Collected data entries:
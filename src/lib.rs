pub mod analyzers;
pub mod api;
pub mod config;
pub mod fetch;
pub mod infra;
pub mod ingest;
pub mod models;
pub mod output;
pub mod parser;
pub mod services;

pub use api::{AppState, build_router};
//! HTTP API
//!
//! JSON endpoints for sign-up/sign-in, class management, CSV uploads and
//! aggregated results. Every route except `/health`, `/api/signup` and
//! `/api/signin` needs a bearer token.

mod classes;
mod error;
mod health;
mod results;
mod session;
mod uploads;

pub use error::ApiError;
pub use session::AuthContext;

use axum::{
    Router,
    extract::DefaultBodyLimit,
    routing::{get, post},
};
use std::sync::Arc;
use tower_http::{cors::CorsLayer, trace::TraceLayer};

use crate::config::Config;
use crate::infra::Backends;
use crate::parser::ParseMode;
use crate::services::{AuthApi, GradebookStore};

/// Application state shared across HTTP handlers
#[derive(Clone)]
pub struct AppState {
    pub store: Arc<dyn GradebookStore>,
    pub auth: Arc<dyn AuthApi>,
    pub parse_mode: ParseMode,
    pub max_upload_bytes: usize,
}

impl AppState {
    pub fn new(backends: Backends, config: &Config) -> Self {
        Self {
            store: backends.store,
            auth: backends.auth,
            parse_mode: config.parse_mode,
            max_upload_bytes: config.max_upload_bytes,
        }
    }
}

/// Build application router
pub fn build_router(state: AppState) -> Router {
    let body_limit = DefaultBodyLimit::max(state.max_upload_bytes);

    Router::new()
        .route("/health", get(health::health_check))
        .route("/api/signup", post(session::signup))
        .route("/api/signin", post(session::signin))
        .route(
            "/api/classes",
            get(classes::list_classes).post(classes::create_class),
        )
        .route("/api/classes/:class_id/roster", post(uploads::upload_roster))
        .route(
            "/api/classes/:class_id/objectives",
            post(uploads::upload_objectives),
        )
        .route("/api/classes/:class_id/grades", post(uploads::upload_grades))
        .route("/api/classes/:class_id/results", get(results::class_results))
        .route("/api/classes/:class_id/search", get(results::search_class))
        .layer(body_limit)
        .layer(TraceLayer::new_for_http())
        .layer(CorsLayer::permissive())
        .with_state(state)
}
//! Output formatting and persistence for class reports.
//!
//! Supports pretty-printing, JSON serialization, and CSV export.

use anyhow::Result;
use flate2::Compression;
use flate2::write::GzEncoder;
use serde::Serialize;
use std::io::Write;
use tracing::debug;

use crate::analyzers::types::{ClassReport, ObjectiveReport};
use csv::WriterBuilder;

/// Logs a class report using Rust's debug pretty-print format.
pub fn print_pretty(report: &ClassReport) {
    debug!("{:#?}", report);
}

/// Renders a class report as pretty-printed JSON.
pub fn render_json(report: &ClassReport) -> Result<String> {
    Ok(serde_json::to_string_pretty(report)?)
}

/// Prints a class report as JSON on stdout, so it can be piped.
pub fn print_json(report: &ClassReport) -> Result<()> {
    println!("{}", render_json(report)?);
    Ok(())
}

/// One CSV line of an exported report.
#[derive(Debug, Serialize)]
struct ObjectiveLine<'a> {
    objective: &'a str,
    mastered: usize,
    partial: usize,
    not_mastered: usize,
    recorded: usize,
    total_students: usize,
}

impl<'a> From<&'a ObjectiveReport> for ObjectiveLine<'a> {
    fn from(report: &'a ObjectiveReport) -> Self {
        Self {
            objective: &report.objective,
            mastered: report.mastered_count,
            partial: report.partial_count,
            not_mastered: report.not_mastered_count,
            recorded: report.recorded(),
            total_students: report.total_students,
        }
    }
}

/// Renders the per-objective tier counts of `report` as CSV.
pub fn report_csv(report: &ClassReport) -> Result<Vec<u8>> {
    let mut writer = WriterBuilder::new().has_headers(true).from_writer(Vec::new());
    for objective in &report.objectives {
        writer.serialize(ObjectiveLine::from(objective))?;
    }
    let bytes = writer.into_inner().map_err(|e| e.into_error())?;
    Ok(bytes)
}

/// Writes the CSV export of `report` to `path`, gzip-compressed if asked.
pub fn write_report(path: &str, report: &ClassReport, gzip: bool) -> Result<()> {
    let csv = report_csv(report)?;

    let body = if gzip {
        let mut encoder = GzEncoder::new(Vec::new(), Compression::default());
        encoder.write_all(&csv)?;
        encoder.finish()?
    } else {
        csv
    };

    debug!(path, gzip, bytes = body.len(), "Writing report");
    std::fs::write(path, body)?;
    Ok(())
}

**Aim of the task**: Answer with the exact lines running from the one that contains "encoder.finish()?" through the last line of the data. Include no other line.

**Answer to this problem**:
        encoder.finish()?
    } else {
        csv
    };

    debug!(path, gzip, bytes = body.len(), "Writing report");
    std::fs::write(path, body)?;
    Ok(())
}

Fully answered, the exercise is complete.